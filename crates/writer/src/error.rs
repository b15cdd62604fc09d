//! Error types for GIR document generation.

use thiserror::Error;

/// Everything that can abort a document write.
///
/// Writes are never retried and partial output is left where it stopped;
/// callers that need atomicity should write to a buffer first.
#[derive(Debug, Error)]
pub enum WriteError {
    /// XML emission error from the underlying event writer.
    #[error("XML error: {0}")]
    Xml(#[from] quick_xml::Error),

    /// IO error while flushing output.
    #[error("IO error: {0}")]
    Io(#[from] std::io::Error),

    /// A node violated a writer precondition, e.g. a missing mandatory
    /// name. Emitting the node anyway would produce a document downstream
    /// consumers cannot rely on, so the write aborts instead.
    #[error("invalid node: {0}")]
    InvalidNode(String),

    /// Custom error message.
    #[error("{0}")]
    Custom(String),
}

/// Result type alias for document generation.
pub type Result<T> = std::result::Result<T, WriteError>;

────────────────

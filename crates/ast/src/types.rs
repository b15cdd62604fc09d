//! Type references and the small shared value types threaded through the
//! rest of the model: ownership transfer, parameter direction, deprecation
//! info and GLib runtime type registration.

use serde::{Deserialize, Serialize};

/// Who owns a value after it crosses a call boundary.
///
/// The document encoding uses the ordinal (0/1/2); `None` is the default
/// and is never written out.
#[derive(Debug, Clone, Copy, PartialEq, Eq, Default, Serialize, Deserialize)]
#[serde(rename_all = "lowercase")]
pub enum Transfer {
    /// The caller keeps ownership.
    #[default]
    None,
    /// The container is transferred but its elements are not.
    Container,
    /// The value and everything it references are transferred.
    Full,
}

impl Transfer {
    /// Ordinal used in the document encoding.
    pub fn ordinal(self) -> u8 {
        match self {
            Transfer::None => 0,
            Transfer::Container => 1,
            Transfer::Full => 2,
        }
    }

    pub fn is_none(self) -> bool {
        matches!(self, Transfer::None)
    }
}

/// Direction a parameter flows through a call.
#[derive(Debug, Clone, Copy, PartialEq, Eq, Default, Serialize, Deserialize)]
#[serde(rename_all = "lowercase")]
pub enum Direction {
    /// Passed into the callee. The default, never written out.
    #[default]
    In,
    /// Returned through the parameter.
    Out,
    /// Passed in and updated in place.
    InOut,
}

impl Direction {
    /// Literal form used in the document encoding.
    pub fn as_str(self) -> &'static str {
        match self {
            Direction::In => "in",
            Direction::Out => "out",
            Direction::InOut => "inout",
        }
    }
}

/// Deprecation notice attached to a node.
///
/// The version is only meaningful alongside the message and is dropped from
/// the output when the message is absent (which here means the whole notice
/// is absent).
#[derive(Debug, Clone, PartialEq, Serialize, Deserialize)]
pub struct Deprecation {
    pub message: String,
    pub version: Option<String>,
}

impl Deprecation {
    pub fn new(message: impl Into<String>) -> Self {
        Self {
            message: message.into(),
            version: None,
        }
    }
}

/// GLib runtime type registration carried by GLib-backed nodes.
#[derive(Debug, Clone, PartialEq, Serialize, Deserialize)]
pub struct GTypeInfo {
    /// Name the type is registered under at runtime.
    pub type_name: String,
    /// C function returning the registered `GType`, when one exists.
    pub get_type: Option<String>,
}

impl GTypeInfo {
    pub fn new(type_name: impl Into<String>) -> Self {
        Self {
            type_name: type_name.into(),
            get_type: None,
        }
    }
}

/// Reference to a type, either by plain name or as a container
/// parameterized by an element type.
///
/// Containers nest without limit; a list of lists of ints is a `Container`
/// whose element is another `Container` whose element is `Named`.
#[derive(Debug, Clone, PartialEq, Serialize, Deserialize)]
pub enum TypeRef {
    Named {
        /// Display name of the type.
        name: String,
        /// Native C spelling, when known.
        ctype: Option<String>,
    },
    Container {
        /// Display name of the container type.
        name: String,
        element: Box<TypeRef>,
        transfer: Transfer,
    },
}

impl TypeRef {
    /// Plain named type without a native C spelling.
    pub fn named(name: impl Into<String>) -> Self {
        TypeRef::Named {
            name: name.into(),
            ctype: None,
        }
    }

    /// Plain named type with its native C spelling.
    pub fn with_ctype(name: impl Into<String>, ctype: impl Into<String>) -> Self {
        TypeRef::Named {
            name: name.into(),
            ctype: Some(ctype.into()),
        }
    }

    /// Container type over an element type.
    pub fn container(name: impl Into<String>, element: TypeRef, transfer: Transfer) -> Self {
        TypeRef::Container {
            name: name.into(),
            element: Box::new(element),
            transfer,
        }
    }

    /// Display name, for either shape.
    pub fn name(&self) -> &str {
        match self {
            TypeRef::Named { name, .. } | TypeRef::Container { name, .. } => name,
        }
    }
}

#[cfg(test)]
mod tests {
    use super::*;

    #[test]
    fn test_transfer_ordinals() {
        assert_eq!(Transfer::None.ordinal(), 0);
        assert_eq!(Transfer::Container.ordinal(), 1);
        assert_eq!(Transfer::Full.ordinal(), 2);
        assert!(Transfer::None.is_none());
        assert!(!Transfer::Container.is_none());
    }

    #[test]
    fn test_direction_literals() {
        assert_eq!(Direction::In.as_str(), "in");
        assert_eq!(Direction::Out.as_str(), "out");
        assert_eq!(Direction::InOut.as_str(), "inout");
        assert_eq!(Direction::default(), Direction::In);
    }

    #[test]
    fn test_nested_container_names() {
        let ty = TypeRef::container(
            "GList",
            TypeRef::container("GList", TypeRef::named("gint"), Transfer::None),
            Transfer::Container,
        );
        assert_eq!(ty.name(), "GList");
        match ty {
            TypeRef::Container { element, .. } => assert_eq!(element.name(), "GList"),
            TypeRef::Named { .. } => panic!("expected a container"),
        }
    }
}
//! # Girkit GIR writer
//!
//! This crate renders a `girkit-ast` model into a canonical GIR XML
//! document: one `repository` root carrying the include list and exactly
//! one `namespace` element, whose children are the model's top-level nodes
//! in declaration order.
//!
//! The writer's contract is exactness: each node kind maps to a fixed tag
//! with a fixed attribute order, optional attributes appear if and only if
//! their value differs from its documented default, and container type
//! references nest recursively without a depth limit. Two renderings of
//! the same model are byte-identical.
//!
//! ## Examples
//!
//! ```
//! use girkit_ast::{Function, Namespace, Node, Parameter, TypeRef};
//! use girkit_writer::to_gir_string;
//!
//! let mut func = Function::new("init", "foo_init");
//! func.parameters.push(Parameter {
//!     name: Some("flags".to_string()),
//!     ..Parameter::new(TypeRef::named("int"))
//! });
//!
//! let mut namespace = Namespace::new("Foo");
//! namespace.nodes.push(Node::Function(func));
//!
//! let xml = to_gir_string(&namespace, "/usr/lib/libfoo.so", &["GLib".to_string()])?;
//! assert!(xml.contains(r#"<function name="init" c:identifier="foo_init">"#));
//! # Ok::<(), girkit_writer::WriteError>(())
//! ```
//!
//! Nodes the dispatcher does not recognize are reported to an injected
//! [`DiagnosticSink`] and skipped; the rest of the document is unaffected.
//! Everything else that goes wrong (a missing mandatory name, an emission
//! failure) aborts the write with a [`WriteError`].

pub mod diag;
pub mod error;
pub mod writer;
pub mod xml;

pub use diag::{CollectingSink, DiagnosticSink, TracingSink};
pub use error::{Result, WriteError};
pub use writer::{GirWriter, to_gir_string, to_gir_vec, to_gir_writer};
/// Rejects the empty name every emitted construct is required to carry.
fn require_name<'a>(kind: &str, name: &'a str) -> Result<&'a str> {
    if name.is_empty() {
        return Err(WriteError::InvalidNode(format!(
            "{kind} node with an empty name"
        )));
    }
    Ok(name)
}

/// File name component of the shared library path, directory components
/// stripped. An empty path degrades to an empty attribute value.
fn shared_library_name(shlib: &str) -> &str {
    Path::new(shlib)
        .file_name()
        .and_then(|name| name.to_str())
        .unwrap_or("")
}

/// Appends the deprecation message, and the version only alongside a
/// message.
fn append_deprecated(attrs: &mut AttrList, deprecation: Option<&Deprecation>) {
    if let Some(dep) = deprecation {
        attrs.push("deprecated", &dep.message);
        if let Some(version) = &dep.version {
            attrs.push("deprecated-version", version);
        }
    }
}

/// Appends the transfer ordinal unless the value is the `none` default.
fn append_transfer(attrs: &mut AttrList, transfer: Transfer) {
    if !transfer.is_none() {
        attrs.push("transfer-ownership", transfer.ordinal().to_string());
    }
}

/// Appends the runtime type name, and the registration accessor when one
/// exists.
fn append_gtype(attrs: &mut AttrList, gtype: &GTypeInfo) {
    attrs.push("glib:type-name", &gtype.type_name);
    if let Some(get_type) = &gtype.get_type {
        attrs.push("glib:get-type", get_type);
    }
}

────────────────

- How to complete this task
Select all lines in the listing above where the word "written" appears, and show them.

- Exercise output
/// and is never written out.
    /// Passed into the callee. The default, never written out.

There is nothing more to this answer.